I would make phone calls and write a professional letter telling them you either want your clinicals arranged promptly, or your money back.

If they don't do one of those two very soon, talk to a lawyer.


----------



## Jambi (Sep 14, 2013)

It might be useful to note that westmed college is a private organization. They are not regionally accredited.  They appear to be the same as NCTI, DeVry, ITT, Bryman, etc.  If you don't get placement, or if you complain too much, you may have very little recourse should you get kicked out, and you will still be out the money.

Paramedic-intern placement is a huge problem right now, and waits of up to a year are not uncommon.  Even NCTI is having problems placing students and they and AMR are owned by the same company! 

And for more reference: $12,000, $14,000, and $16,000 are typical numbers here in California.  

Bright-eyed EMT's with a foggy vision of the future are lured in by promises of a job and enough pay to justify the expense (think $80K+ fire job).  So they jump in despite warnings thinking and believing that he or she will be different.  When it's realized that the future and vision is rather dim here in California, and that fire job is unlikely to materialize because he or she and 2,000 other people applied for that fire opening, 500 of which are also medics, they begin to realize that event with the medic license he or she is still just a nameless face in an unremarkable crowd because of the insane oversaturation of the industry in this state. 

OP:  I'm sorry this is happening to you, and that you've paid $16k for the honor of non-placement, but a little research with former students and current providers would have given you enough information to where you could have either expected this and accepted the risk, or avoided the school, and/or paramedic school altogether in your area.


----------



## DesertMedic66 (Sep 14, 2013)

For 16K I would be making a lot of noise about not getting placement. Keep going up the chain of command. This is the first time I have heard of a program having trouble placing students in a clinical setting. There has been an ongoing issue by one program mainly on placing students into their field time (NCTI). 
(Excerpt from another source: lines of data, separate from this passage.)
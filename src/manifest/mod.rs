// Copyright 2026, Jeroen van Erp <jeroen@geeko.me>
// SPDX-License-Identifier: Apache-2.0

//! Manifest decoding and application.

pub mod apply;
pub mod decode;

pub use apply::{read_manifest, submit, ApplyMode, ResourceApplier};
pub use decode::{decode, decode_all, RawDocument};
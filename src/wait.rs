// Copyright 2026, Jeroen van Erp <jeroen@geeko.me>
// SPDX-License-Identifier: Apache-2.0

//! Fixed-interval readiness polling.

use crate::error::{Result, SonarStackError};
use k8s_openapi::api::core::v1::Service;
use kube::Api;
use std::future::Future;
use std::time::Duration;
use tokio::time::{sleep, Instant};
use tracing::{debug, info, warn};

/// Outcome of a single check
#[derive(Debug)]
pub enum Check<T> {
    Ready(T),
    Pending,
}

/// Addresses of a load-balanced service once it is reachable
#[derive(Debug, Clone, PartialEq, Eq)]
pub struct ServiceEndpoints {
    /// Load balancer hostname, or its IP when no hostname is published
    pub external: String,
    pub cluster_ip: Option<String>,
}

/// Blocking poll loop with a fixed sleep between attempts.
///
/// Without a deadline a wait only ends when its condition holds or a fatal
/// error occurs.
#[derive(Debug, Clone, Copy)]
pub struct Poller {
    interval: Duration,
    deadline: Option<Duration>,
}

impl Poller {
    pub fn new(interval: Duration) -> Self {
        Self {
            interval,
            deadline: None,
        }
    }

    /// Bound every wait started by this poller
    pub fn with_deadline(mut self, deadline: Option<Duration>) -> Self {
        self.deadline = deadline;
        self
    }

    /// Same deadline, different interval
    pub fn with_interval(mut self, interval: Duration) -> Self {
        self.interval = interval;
        self
    }

    pub fn interval(&self) -> Duration {
        self.interval
    }

    /// Run `check` until it reports ready. A check error ends the wait immediately.
    pub async fn poll_until<T, F, Fut>(&self, what: &str, mut check: F) -> Result<T>
    where
        F: FnMut() -> Fut,
        Fut: Future<Output = Result<Check<T>>>,
    {
        let started = Instant::now();
        let mut attempts: u64 = 0;

        loop {
            attempts += 1;
            if let Check::Ready(value) = check().await? {
                debug!("{} after {} attempts", what, attempts);
                return Ok(value);
            }

            if let Some(deadline) = self.deadline {
                if started.elapsed() + self.interval > deadline {
                    return Err(SonarStackError::WaitTimedOut(what.to_string()));
                }
            }

            debug!("Waiting for {} (attempt {}), retrying in {:?}", what, attempts, self.interval);
            sleep(self.interval).await;
        }
    }

    /// Wait until a LoadBalancer service publishes an external address.
    ///
    /// Fetch errors are treated as "not ready yet" and retried.
    pub async fn wait_for_service_ready(
        &self,
        services: &Api<Service>,
        name: &str,
    ) -> Result<ServiceEndpoints> {
        info!("Waiting for service {} to become ready...", name);
        let what = format!("service {} to become ready", name);

        let endpoints = self
            .poll_until(&what, || async move {
                match services.get(name).await {
                    Ok(service) => Ok(match service_endpoints(&service) {
                        Some(endpoints) => Check::Ready(endpoints),
                        None => Check::Pending,
                    }),
                    Err(e) => {
                        warn!("Failed to fetch service {}: {}, retrying", name, e);
                        Ok(Check::Pending)
                    }
                }
            })
            .await?;

        info!("Service {} is reachable at {}", name, endpoints.external);
        Ok(endpoints)
    }

    /// Wait until `exists` reports the resource gone. Any check error is fatal.
    pub async fn wait_for_absent<F, Fut>(&self, what: &str, mut exists: F) -> Result<()>
    where
        F: FnMut() -> Fut,
        Fut: Future<Output = Result<bool>>,
    {
        let description = format!("{} to be deleted", what);
        self.poll_until(&description, || {
            let still_there = exists();
            async move {
                Ok(if still_there.await? {
                    Check::Pending
                } else {
                    Check::Ready(())
                })
            }
        })
        .await?;

        info!("{} has been deleted", what);
        Ok(())
    }

    /// Wait until `host` resolves through the system resolver
    pub async fn wait_for_dns(&self, host: &str) -> Result<()> {
        info!("Waiting for DNS resolution of {}...", host);
        let what = format!("DNS resolution of {}", host);

        self.poll_until(&what, || async move {
            Ok(match tokio::net::lookup_host((host, 0)).await {
                Ok(mut addrs) => {
                    if addrs.next().is_some() {
                        Check::Ready(())
                    } else {
                        Check::Pending
                    }
                }
                Err(e) => {
                    debug!("{} does not resolve yet: {}", host, e);
                    Check::Pending
                }
            })
        })
        .await?;

        info!("DNS resolution for {} is successful", host);
        Ok(())
    }
}

/// External and cluster addresses of a service, if its load balancer is provisioned
pub fn service_endpoints(service: &Service) -> Option<ServiceEndpoints> {
    let ingress = service
        .status
        .as_ref()?
        .load_balancer
        .as_ref()?
        .ingress
        .as_ref()?
        .first()?;

    let external = ingress
        .hostname
        .clone()
        .filter(|h| !h.is_empty())
        .or_else(|| ingress.ip.clone().filter(|ip| !ip.is_empty()))?;

    Some(ServiceEndpoints {
        external,
        cluster_ip: service.spec.as_ref().and_then(|s| s.cluster_ip.clone()),
    })
}

#[cfg(test)]
mod tests {
    use super::*;
    use crate::test_utils::{internal_error_json, not_found_json, service_json, MockService};
    use std::sync::atomic::{AtomicUsize, Ordering};

    const SERVICE_PATH: &str = "/api/v1/namespaces/db-ns/services/db-svc";

    fn fast_poller() -> Poller {
        Poller::new(Duration::from_millis(1))
    }

    #[tokio::test]
    async fn test_service_ready_after_k_fetches() {
        let pending = service_json("db-svc", "db-ns", "172.20.0.10", "");
        let ready = service_json("db-svc", "db-ns", "172.20.0.10", "10.0.0.5");
        let mock = MockService::new()
            .on_get(SERVICE_PATH, 200, &pending)
            .on_get(SERVICE_PATH, 200, &pending)
            .on_get(SERVICE_PATH, 200, &ready);
        let services: Api<Service> = Api::namespaced(mock.client(), "db-ns");

        let endpoints = fast_poller()
            .wait_for_service_ready(&services, "db-svc")
            .await
            .unwrap();

        assert_eq!(endpoints.external, "10.0.0.5");
        assert_eq!(endpoints.cluster_ip.as_deref(), Some("172.20.0.10"));
        assert_eq!(mock.count("GET", SERVICE_PATH), 3);
    }

    #[tokio::test]
    async fn test_service_ready_prefers_hostname() {
        let ready = service_json("db-svc", "db-ns", "172.20.0.10", "abc.elb.amazonaws.com");
        let mock = MockService::new().on_get(SERVICE_PATH, 200, &ready);
        let services: Api<Service> = Api::namespaced(mock.client(), "db-ns");

        let endpoints = fast_poller()
            .wait_for_service_ready(&services, "db-svc")
            .await
            .unwrap();

        assert_eq!(endpoints.external, "abc.elb.amazonaws.com");
        assert_eq!(mock.count("GET", SERVICE_PATH), 1);
    }

    #[tokio::test]
    async fn test_service_ready_retries_fetch_errors() {
        let ready = service_json("db-svc", "db-ns", "172.20.0.10", "10.0.0.5");
        let mock = MockService::new()
            .on_get(SERVICE_PATH, 500, &internal_error_json("apiserver restarting"))
            .on_get(SERVICE_PATH, 404, &not_found_json("services", "db-svc"))
            .on_get(SERVICE_PATH, 200, &ready);
        let services: Api<Service> = Api::namespaced(mock.client(), "db-ns");

        let endpoints = fast_poller()
            .wait_for_service_ready(&services, "db-svc")
            .await
            .unwrap();

        assert_eq!(endpoints.external, "10.0.0.5");
        assert_eq!(mock.count("GET", SERVICE_PATH), 3);
    }

    #[tokio::test]
    async fn test_service_ready_deadline() {
        let pending = service_json("db-svc", "db-ns", "172.20.0.10", "");
        let mock = MockService::new().on_get(SERVICE_PATH, 200, &pending);
        let services: Api<Service> = Api::namespaced(mock.client(), "db-ns");
        let poller = Poller::new(Duration::from_millis(5))
            .with_deadline(Some(Duration::from_millis(20)));

        let err = poller
            .wait_for_service_ready(&services, "db-svc")
            .await
            .unwrap_err();

        assert!(matches!(err, SonarStackError::WaitTimedOut(_)));
        assert!(mock.count("GET", SERVICE_PATH) >= 1);
    }

    #[tokio::test]
    async fn test_absent_after_several_checks() {
        let calls = AtomicUsize::new(0);

        fast_poller()
            .wait_for_absent("namespace db-ns", || {
                let n = calls.fetch_add(1, Ordering::SeqCst) + 1;
                async move { Ok(n < 4) }
            })
            .await
            .unwrap();

        assert_eq!(calls.load(Ordering::SeqCst), 4);
    }

    #[tokio::test]
    async fn test_absent_aborts_on_first_error() {
        let calls = AtomicUsize::new(0);

        let err = fast_poller()
            .wait_for_absent("namespace db-ns", || {
                calls.fetch_add(1, Ordering::SeqCst);
                async { Err::<bool, _>(SonarStackError::TransportError("connection refused".to_string())) }
            })
            .await
            .unwrap_err();

        assert!(matches!(err, SonarStackError::TransportError(_)));
        assert_eq!(calls.load(Ordering::SeqCst), 1);
    }

    #[tokio::test]
    async fn test_dns_resolves_ip_literal() {
        fast_poller().wait_for_dns("10.0.0.5").await.unwrap();
    }

    #[test]
    fn test_service_endpoints_without_status() {
        let service = Service::default();
        assert_eq!(service_endpoints(&service), None);
    }
}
Sorry you had to shell out 16k for this program.


----------



## terrible one (Sep 14, 2013)

I've known people that have had issues finding clinical rotations from NCTI. And 16k?!?!? Wayyyyyyy to high for a two semester program.


----------



## Akulahawk (Sep 14, 2013)

I've only taken a refresher course at WestMed. It was OK. What I can say is that I've never (or at least rarely) heard a good thing about WestMed's Paramedic Program. I'm not saying that they don't turn out good students, but the just seem to always have problems with placement of students. 

Now with AMR/NCTI having problems with student placement, I'm not surprised that WestMed is also having problems. Now if I'm going to be paying that much money to a private program, I want to KNOW going in that they've got clinical and field placements ready for every student already lined up.


----------



## MagicTyler (Sep 15, 2013)

My paramedic program was $3500 including books and NREMT practical testing...


----------



## DrankTheKoolaid (Sep 15, 2013)

Haha 2k out the door including ACLS, Pals, and PHTLS.  And It was Friday evening Saturday night. So you could still have a life and work full time.


----------



## TheLocalMedic (Sep 16, 2013)

Westmed... lol...  Sorry man, you may be out of luck.  They're a shady program and I hear they may be discontinuing medic classes.  I'd get in touch with their management and start demanding a refund.  Talking to a lawyer isn't a bad idea either.  $16,000 scam is a little spendy and they ought to be held accountable.


----------



## Christopher (Sep 16, 2013)

Corky said:


> Haha 2k out the door including ACLS, Pals, and PHTLS.  And It was Friday evening Saturday night. So you could still have a life and work full time.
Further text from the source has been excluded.